Your objective: Find the lines of the data below that include "LinkPrecedence". Report their number only.

Data supplied:

#####

//! In-process contact store.
//!
//! A transaction holds the store mutex for its whole lifetime and works on a
//! private copy of the rows; `commit` publishes the copy, dropping the
//! transaction discards it.

use std::collections::BTreeSet;
use std::sync::Arc;

use time::OffsetDateTime;
use tokio::sync::{Mutex, OwnedMutexGuard};

use crate::{
    ContactId, ContactRecord, ContactStore, ContactTx, LinkPrecedence, NewContact, StoreError,
};

#[derive(Debug, Clone, Default)]
struct MemoryState {
    records: Vec<ContactRecord>,
    last_id: i64,
}

#[derive(Debug, Clone, Default)]
pub struct MemoryContactStore {
    state: Arc<Mutex<MemoryState>>,
}

impl MemoryContactStore {
    #[must_use]
    pub fn new() -> Self {
        Self::default()
    }

    /// Build a store pre-populated with `records`; new ids continue after the highest seeded id.
    #[must_use]
    pub fn with_records(mut records: Vec<ContactRecord>) -> Self {
        records.sort_by_key(|record| record.id);
        let last_id = records.last().map_or(0, |record| record.id.0);
        Self { state: Arc::new(Mutex::new(MemoryState { records, last_id })) }
    }

    /// Committed rows ordered by id.
    pub async fn snapshot(&self) -> Vec<ContactRecord> {
        self.state.lock().await.records.clone()
    }
}

impl ContactStore for MemoryContactStore {
    type Tx = MemoryContactTx;

    async fn begin(&self) -> Result<MemoryContactTx, StoreError> {
        let guard = Arc::clone(&self.state).lock_owned().await;
        let working = guard.clone();
        Ok(MemoryContactTx { guard, working })
    }
}

#[derive(Debug)]
pub struct MemoryContactTx {
    guard: OwnedMutexGuard<MemoryState>,
    working: MemoryState,
}

impl ContactTx for MemoryContactTx {
    async fn find_by_email_or_phone(
        &mut self,
        email: Option<&str>,
        phone_number: Option<&str>,
    ) -> Result<Vec<ContactRecord>, StoreError> {
        Ok(self
            .working
            .records
            .iter()
            .filter(|record| {
                let email_hit = email.is_some() && record.email.as_deref() == email;
                let phone_hit =
                    phone_number.is_some() && record.phone_number.as_deref() == phone_number;
                email_hit || phone_hit
            })
            .cloned()
            .collect())
    }

    async fn find_by_ids_or_linked_ids(
        &mut self,
        ids: &BTreeSet<ContactId>,
    ) -> Result<Vec<ContactRecord>, StoreError> {
        Ok(self
            .working
            .records
            .iter()
            .filter(|record| {
                ids.contains(&record.id)
                    || record.precedence.linked_id().is_some_and(|linked| ids.contains(&linked))
            })
            .cloned()
            .collect())
    }

    async fn insert(&mut self, contact: NewContact) -> Result<ContactRecord, StoreError> {
        if let Some(linked_id) = contact.precedence.linked_id() {
            if !self.working.records.iter().any(|record| record.id == linked_id) {
                return Err(StoreError::Backend(format!(
                    "linked contact {linked_id} does not exist"
                )));
            }
        }

        let now = OffsetDateTime::now_utc();
        self.working.last_id += 1;
        let record = ContactRecord {
            id: ContactId(self.working.last_id),
            email: contact.email,
            phone_number: contact.phone_number,
            precedence: contact.precedence,
            created_at: now,
            updated_at: now,
            deleted_at: None,
        };
        self.working.records.push(record.clone());
        Ok(record)
    }

    async fn update_to_secondary(
        &mut self,
        id: ContactId,
        linked_id: ContactId,
    ) -> Result<(), StoreError> {
        if id == linked_id {
            return Err(StoreError::Backend(format!("contact {id} cannot link to itself")));
        }
        let Some(record) = self.working.records.iter_mut().find(|record| record.id == id) else {
            return Err(StoreError::Backend(format!("contact {id} does not exist")));
        };
        record.precedence = LinkPrecedence::Secondary { linked_id };
        record.updated_at = OffsetDateTime::now_utc();
        Ok(())
    }

    async fn commit(mut self) -> Result<(), StoreError> {
        *self.guard = std::mem::take(&mut self.working);
        Ok(())
    }
}
//! # chatgram
//!
//! A Rust library for importing Telegram Desktop exports and counting
//! messages per day, month or year for each chat.
//!
//! ## Overview
//!
//! chatgram reads the whole-account JSON export (`result.json`) produced by
//! Telegram Desktop, keeps the text messages of every chat and turns them into
//! histogram series ready for charting. Service events, media-only posts and
//! messages from deleted accounts are skipped; structurally broken exports are
//! rejected with a classified [`ImportError`].
//!
//! ## Quick Start
//!
//! ```rust,no_run
//! use chatgram::prelude::*;
//!
//! fn main() -> Result<()> {
//!     let mut dataset = Dataset::new();
//!     dataset.import_file("result.json")?;
//!
//!     let config = HistogramConfig::new().with_unit(TimeUnit::Month);
//!     let series = dataset
//!         .snapshot()
//!         .all_series(&config, &DateRange::new(), &ChatSelection::all());
//!
//!     write_csv(&series, "histogram.csv")?;
//!     Ok(())
//! }
//! ```
//!
//! ## Observing imports
//!
//! ```rust
//! use chatgram::dataset::Dataset;
//!
//! let mut dataset = Dataset::new();
//! dataset.register_observer(|d| {
//!     println!("{} chats, latest message at {:?}", d.chats().len(), d.latest());
//! });
//! ```
//!
//! ## Module Structure
//!
//! - [`message`], [`chat`] - Immutable domain types
//! - [`parsing`] - Record-level parsing of export JSON
//! - [`importer`] - [`TelegramImporter`], reads a whole export
//! - [`dataset`] - [`Dataset`] with bounds, observers and snapshots
//! - [`core`] - Histograms, filters and output writers
//! - [`config`] - [`HistogramConfig`]
//! - [`format`] - [`OutputFormat`](format::OutputFormat) and format dispatch
//! - [`cli`], [`logging`] - Binary support (`cli` feature)
//! - [`error`] - Error types ([`ImportError`], [`ChatgramError`], [`Result`])
//! - [`prelude`] - Convenient re-exports

pub mod chat;
#[cfg(feature = "cli")]
pub mod cli;
pub mod config;
pub mod core;
pub mod dataset;
pub mod error;
pub mod format;
pub mod importer;
#[cfg(feature = "cli")]
pub mod logging;
pub mod message;
pub mod parsing;

// Re-export the main types at the crate root for convenience
pub use chat::Chat;
pub use config::HistogramConfig;
pub use dataset::{Dataset, DatasetSnapshot, TimeBounds};
pub use error::{ChatgramError, ImportError, Result};
pub use importer::{ImportReport, TelegramImporter};
pub use message::Message;

/// Convenient re-exports for common usage.
///
/// ```rust
/// use chatgram::prelude::*;
/// ```
pub mod prelude {
    // Domain types
    pub use crate::{Chat, Message};

    // Error types
    pub use crate::error::{ChatgramError, DateFault, ImportError, Result};

    // Import
    pub use crate::importer::{ImportReport, TelegramImporter};
    pub use crate::parsing::{DiscardReason, MessageOutcome};

    // Dataset
    pub use crate::dataset::{Dataset, DatasetSnapshot, TimeBounds};

    // Histograms
    pub use crate::config::HistogramConfig;
    pub use crate::core::filter::{ChatSelection, DateRange};
    pub use crate::core::histogram::{
        Bucket, BucketUnit, FillMode, HistogramSeries, TimeUnit, build_series,
    };

    // Output (file writers and string converters)
    #[cfg(feature = "csv-output")]
    pub use crate::core::output::{to_csv, write_csv};
    #[cfg(feature = "json-output")]
    pub use crate::core::output::{to_json, to_jsonl, write_json, write_jsonl};
    pub use crate::format::{OutputFormat, write_to_format};
}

#####

Answer section: 2